Local trumpeter remembered

Published 12:03 am Sunday, June 20, 2010

NATCHEZ — Musician Willie McCoy said if you tried to play your trumpet against the late James “Jimmy” Rowan Jr., it had better be good because Rowan was always ready to play.

McCoy, who now lives in Yazoo City, returned to Natchez to attend services for Rowan, 84, after having been separated for approximately 60 years.

“I came because I saw it in the paper,” McCoy said. “We played in a number of bands together. We were always musically friendly.”

Email newsletter signup

Ralph Jennings said Rowan, his friend, was often thought of as the King Oliver of Natchez.

“If you look at pictures of them both, you can see that they blew the horn similarly and lipped it the same way,” Jennings said. “As a man, I admired him, and he was a mentor of mine.”

Jennings said Rowan, who played Oliver in a 1987 Broadway musical, had met Louis Armstrong and had developed a similar style of music — New Orleans Jazz — which helped him land the role. But Rowan, who was always confident with his talents, wanted to land a bigger role in the play.

“In ‘Satchmo,’ Jimmy had inspired to blow the lead trumpet,” Jennings said. “But the play was about a period in Louis Armstrong’s life where he was in his thirties, so they were not looking for a guy in his seventies.

“So he ended up playing King Oliver, who was Armstrong’s mentor.”

Rowan heard about the auditions, which were held in New Orleans, while working a steady gig at the Under-the-Hill Saloon, where he landed after playing in many bands during the 1970s and 1980s throughout the country.

But it all started at Brumfield School, where he learned many different instruments.

“He played trumpet more than anything else, but he always recommended that people learn the piano,” Felicia Scott, Rowan’s niece, said.

Learning music didn’t start off easy, though. Jennings said Rowan struggled to develop musically after the Rhythm Night Club fire killed his high school’s band director and for years, the Brumfield High School did not have a band.

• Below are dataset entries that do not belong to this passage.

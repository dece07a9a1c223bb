//! 朗读语音选择
//!
//! 语音合成本身由外部引擎完成，这里只负责从可用语音中挑选与语言匹配的一个。

/// 一个可用的朗读语音
#[derive(Debug, Clone, PartialEq, Eq)]
pub struct Voice {
    /// 语音名称
    pub name: String,
    /// BCP 47 语言标签，如 `hi-IN`
    pub lang: String,
}

impl Voice {
    pub fn new(name: &str, lang: &str) -> Self {
        Self {
            name: name.to_string(),
            lang: lang.to_string(),
        }
    }
}

/// 挑选语音：先精确匹配语言标签，再匹配包含该代码的标签；印地语找不到时退回英文
pub fn select_voice<'a>(voices: &'a [Voice], lang: &str) -> Option<&'a Voice> {
    let wanted = lang.to_lowercase();

    voices
        .iter()
        .find(|voice| voice.lang.to_lowercase() == wanted)
        .or_else(|| {
            voices
                .iter()
                .find(|voice| voice.lang.to_lowercase().contains(&wanted))
        })
        .or_else(|| {
            if wanted == "hi" {
                voices
                    .iter()
                    .find(|voice| voice.lang.to_lowercase().contains("en"))
            } else {
                None
            }
        })
}
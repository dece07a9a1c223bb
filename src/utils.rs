use std::path::PathBuf;

use tracing::warn;

use crate::error::Result;
use crate::extract::extract_text;
use crate::translation_error;

/// 待翻译内容的来源
#[derive(Debug, Clone, PartialEq, Eq)]
pub enum InputSource {
    /// 命令行直接给出的文本
    Text(String),
    /// 本地文件路径
    File(PathBuf),
}

/// 初始化日志系统
pub fn init_logging(verbose: bool, quiet: bool) {
    if quiet {
        return;
    }

    let level = if verbose {
        tracing::Level::DEBUG
    } else {
        tracing::Level::INFO
    };

    tracing_subscriber::fmt()
        .with_max_level(level)
        .with_target(false)
        .with_thread_ids(false)
        .with_file(false)
        .with_line_number(false)
        .with_writer(std::io::stderr)
        .init();
}

/// 验证输入源：文本与文件二选一
pub fn validate_input_source(text: Option<&str>, file: Option<&PathBuf>) -> Result<InputSource> {
    match (text, file) {
        (Some(text), None) => Ok(InputSource::Text(text.to_string())),
        (None, Some(path)) => {
            let absolute_path = if path.is_absolute() {
                path.clone()
            } else {
                std::env::current_dir()?.join(path)
            };
            validate_input_file(&absolute_path)?;
            Ok(InputSource::File(absolute_path))
        }
        (None, None) => Err(translation_error!(input_validation, "", "需要 --text 或 --file")),
        (Some(_), Some(_)) => Err(translation_error!(
            input_validation,
            "--text/--file",
            "--text 与 --file 不能同时使用"
        )),
    }
}

/// 验证输入文件
pub fn validate_input_file(path: &PathBuf) -> Result<()> {
    if !path.exists() {
        return Err(translation_error!(input_validation, path.display(), "输入文件不存在"));
    }

    if !path.is_file() {
        return Err(translation_error!(input_validation, path.display(), "输入路径不是文件"));
    }

    if let Some(ext) = path.extension() {
        let ext = ext.to_string_lossy().to_lowercase();
        if !matches!(ext.as_str(), "txt" | "pdf" | "html" | "htm") {
            warn!("⚠️  不支持的文件扩展名: {}", ext);
        }
    }

    Ok(())
}

/// 读取输入源的文本
pub fn read_input(source: &InputSource) -> Result<String> {
    match source {
        InputSource::Text(text) => Ok(text.clone()),
        InputSource::File(path) => extract_text(path),
    }
}
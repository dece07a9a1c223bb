use std::time::Duration;

use crate::detector::DetectorStats;

/// 会话统计
#[derive(Debug, Default, Clone)]
pub struct SessionStats {
    pub translation_calls: usize,
    pub live_updates: usize,
    pub input_chars: usize,
    pub output_chars: usize,
    pub detector: DetectorStats,
}

impl SessionStats {
    /// 记录一次翻译的输入输出规模
    pub fn record_translation(&mut self, input: &str, output: &str) {
        self.translation_calls += 1;
        self.input_chars += input.chars().count();
        self.output_chars += output.chars().count();
    }
}

/// 打印会话统计
pub fn print_session_stats(stats: &SessionStats, total_duration: Duration) {
    println!("\n📊 会话统计报告:");
    println!("═══════════════════════════════════════");

    println!("🔤 翻译统计:");
    println!("   翻译请求: {} 次", stats.translation_calls);
    println!("   实时更新: {} 次", stats.live_updates);
    println!("   输入字符: {}", stats.input_chars);
    println!("   输出字符: {}", stats.output_chars);

    // 缓存统计
    let detector = &stats.detector;
    if detector.cache_hits + detector.cache_misses > 0 {
        let cache_hit_rate =
            detector.cache_hits as f64 / (detector.cache_hits + detector.cache_misses) as f64;
        println!("\n💾 语言检测缓存:");
        println!("   缓存命中: {} 次", detector.cache_hits);
        println!("   缓存未命中: {} 次", detector.cache_misses);
        println!("   命中率: {:.1}%", cache_hit_rate * 100.0);
        println!("   词典查询: {} 次", detector.dictionary_lookups);
    }

    println!("\n⏱️  总耗时: {}", format_duration(total_duration));
}

/// 格式化持续时间
pub fn format_duration(duration: Duration) -> String {
    let millis = duration.as_millis();
    if millis < 1000 {
        format!("{}ms", millis)
    } else {
        format!("{:.3}s", duration.as_secs_f64())
    }
}

#[cfg(test)]
mod tests {
    use super::*;

    #[test]
    fn test_format_duration() {
        assert_eq!(format_duration(Duration::from_millis(250)), "250ms");
        assert_eq!(format_duration(Duration::from_millis(1500)), "1.500s");
    }

    #[test]
    fn test_record_translation() {
        let mut stats = SessionStats::default();
        stats.record_translation("hello", "नमस्ते");
        stats.record_translation("hi", "");
        assert_eq!(stats.translation_calls, 2);
        assert_eq!(stats.input_chars, 7);
        assert_eq!(stats.output_chars, 6);
    }
}
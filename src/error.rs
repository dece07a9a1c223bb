//! 统一错误处理模块
//!
//! 提供lingo-cli的统一错误类型定义。库中标记为"永不失败"的操作
//! （语言检测、实时翻译）在边界处把这些错误折叠成哨兵值，其余操作
//! 通过 [`Result`] 向调用方传播。

// 标准库导入
use std::fmt;

// 第三方crate导入
use anyhow::Error as AnyhowError;

/// lingo-cli 统一错误类型
#[derive(Debug)]
pub enum TranslationError {
    /// 网络请求相关错误
    Network {
        /// 错误消息
        message: String,
        /// HTTP状态码（如果适用）
        status_code: Option<u16>,
    },

    /// 翻译API相关错误
    TranslationApi {
        /// API响应状态码
        status_code: u16,
        /// 错误消息
        message: String,
        /// API地址
        api_url: String,
    },

    /// 词典API相关错误
    DictionaryApi {
        /// 查询的单词
        word: String,
        /// 错误消息
        message: String,
    },

    /// 文件操作相关错误
    FileOperation {
        /// 文件路径
        path: String,
        /// 操作类型（读取、写入等）
        operation: String,
        /// 底层错误信息
        source: String,
    },

    /// 配置相关错误
    Configuration {
        /// 配置项名称
        field: String,
        /// 错误原因
        reason: String,
    },

    /// 输入验证错误
    InputValidation {
        /// 输入值
        input: String,
        /// 验证失败原因
        reason: String,
    },

    /// 内部处理错误（包装anyhow::Error）
    Internal {
        /// 包装的错误
        source: AnyhowError,
    },
}

impl fmt::Display for TranslationError {
    fn fmt(&self, f: &mut fmt::Formatter<'_>) -> fmt::Result {
        match self {
            TranslationError::Network { message, status_code } => {
                if let Some(code) = status_code {
                    write!(f, "网络请求失败 [{}]: {}", code, message)
                } else {
                    write!(f, "网络请求失败: {}", message)
                }
            }
            TranslationError::TranslationApi { status_code, message, api_url } => {
                write!(f, "翻译API错误 [{}] {}: {}", status_code, api_url, message)
            }
            TranslationError::DictionaryApi { word, message } => {
                write!(f, "词典API错误 [{}]: {}", word, message)
            }
            TranslationError::FileOperation { path, operation, source } => {
                write!(f, "文件{}操作失败 [{}]: {}", operation, path, source)
            }
            TranslationError::Configuration { field, reason } => {
                write!(f, "配置错误 [{}]: {}", field, reason)
            }
            TranslationError::InputValidation { input, reason } => {
                write!(f, "输入验证失败 [{}]: {}", input, reason)
            }
            TranslationError::Internal { source } => {
                write!(f, "内部处理错误: {}", source)
            }
        }
    }
}

impl std::error::Error for TranslationError {
    fn source(&self) -> Option<&(dyn std::error::Error + 'static)> {
        match self {
            TranslationError::Internal { source } => Some(source.as_ref()),
            _ => None,
        }
    }
}

/// lingo-cli 结果类型别名
pub type Result<T> = std::result::Result<T, TranslationError>;

/// 便捷的错误创建宏
#[macro_export]
macro_rules! translation_error {
    (network, $msg:expr) => {
        $crate::error::TranslationError::Network {
            message: $msg.to_string(),
            status_code: None,
        }
    };
    (network, $msg:expr, $code:expr) => {
        $crate::error::TranslationError::Network {
            message: $msg.to_string(),
            status_code: Some($code),
        }
    };
    (translation_api, $code:expr, $msg:expr, $url:expr) => {
        $crate::error::TranslationError::TranslationApi {
            status_code: $code,
            message: $msg.to_string(),
            api_url: $url.to_string(),
        }
    };
    (dictionary_api, $word:expr, $msg:expr) => {
        $crate::error::TranslationError::DictionaryApi {
            word: $word.to_string(),
            message: $msg.to_string(),
        }
    };
    (file_op, $path:expr, $op:expr, $source:expr) => {
        $crate::error::TranslationError::FileOperation {
            path: $path.to_string(),
            operation: $op.to_string(),
            source: $source.to_string(),
        }
    };
    (config, $field:expr, $reason:expr) => {
        $crate::error::TranslationError::Configuration {
            field: $field.to_string(),
            reason: $reason.to_string(),
        }
    };
    (input_validation, $input:expr, $reason:expr) => {
        $crate::error::TranslationError::InputValidation {
            input: $input.to_string(),
            reason: $reason.to_string(),
        }
    };
}

/// 从anyhow::Error转换为TranslationError
impl From<AnyhowError> for TranslationError {
    fn from(error: AnyhowError) -> Self {
        TranslationError::Internal { source: error }
    }
}

/// 从reqwest::Error转换为TranslationError
impl From<reqwest::Error> for TranslationError {
    fn from(error: reqwest::Error) -> Self {
        let status_code = error.status().map(|s| s.as_u16());
        TranslationError::Network {
            message: error.to_string(),
            status_code,
        }
    }
}

/// 从std::io::Error转换为TranslationError
impl From<std::io::Error> for TranslationError {
    fn from(error: std::io::Error) -> Self {
        TranslationError::FileOperation {
            path: "unknown".to_string(),
            operation: "io".to_string(),
            source: error.to_string(),
        }
    }
}

/// 从url::ParseError转换为TranslationError
impl From<url::ParseError> for TranslationError {
    fn from(error: url::ParseError) -> Self {
        TranslationError::InputValidation {
            input: "url".to_string(),
            reason: error.to_string(),
        }
    }
}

“He played professionally during this time, but without being formally trained, he struggled,” Jennings said.

Once he graduated in 1944, he was drafted into the U.S. Air Force, along with almost every male in his class, Jennings said.

“Jimmy was always proud of his service,” Jennings said. “He never talked about doing any fighting in the war, but he did talk about accompanying musicians to entertain the troops.

“He went all around the South Pacific inspiring the tired troops with his music.”

Before Rowan finished his degree in education at Alcorn State University, he got a job as the band director in Meadville.

“He said at first the school couldn’t afford to pay him, so he lived off of what the parents could spare,” Scott said. “But when the school saw how well he was doing, they started picking up his salary.”

Jennings said Rowan also spent many years teaching in the Baton Rouge area.

“Most of his contemporaries were band leaders in south Mississippi, but Jimmy gravitated toward Louisiana,” Jennings said. “His student band at Port Allen, (La.), won a lot of competitions.

“He would always talk about how he took a group of kids from disinterested to interested in music — many of whom were the same kids.”

Scott said her uncle, who never married or had any kids, always pushed his nieces and nephews to take pride in their education.

“When I finished nursing school as an adult, he made sure he had someone to bring him to the graduation,” Scott said. “When we were younger, we’d always send him copies of our report cards to show him we were doing well.”

Rowan had suffered with diabetes for many years and that was likely the cause of his death, Scott said.

Rowan will be buried Monday at 9:30 a.m. at the Natchez National Cemetery.

Survivors include two sisters, Gladys LaBeaud of New Orleans and Delores Brown of Hartford, Conn.; two brothers, Joseph Rowan and wife, Elaine, and Clarence Rowan and wife, Evelyn, of Chicago; a number of nieces and nephews, Sharon Herbert, Darryl, Pierre and Faith LaBeaud, all of New Orleans, Elnora Rowan of Hartford, Felicia Scott and husband, Johnny, of Magnolia, Katra, Lasharme, Conya and Gary Rowan, all of Country Club Hill, Ill., Natasha Clifton and Akilah King, both of Nashville, Tenn., Charles Rowan Jr. and Joseph A. Rowan, both of Chicago, Nile Rowan of Los Angeles, and Gregory Marsaw of Jacksonville, Fla.; two aunts, Nancy Lewis and Ethel Rowan; and a special brother-in-law, Levi Marsaw III, all of Natchez.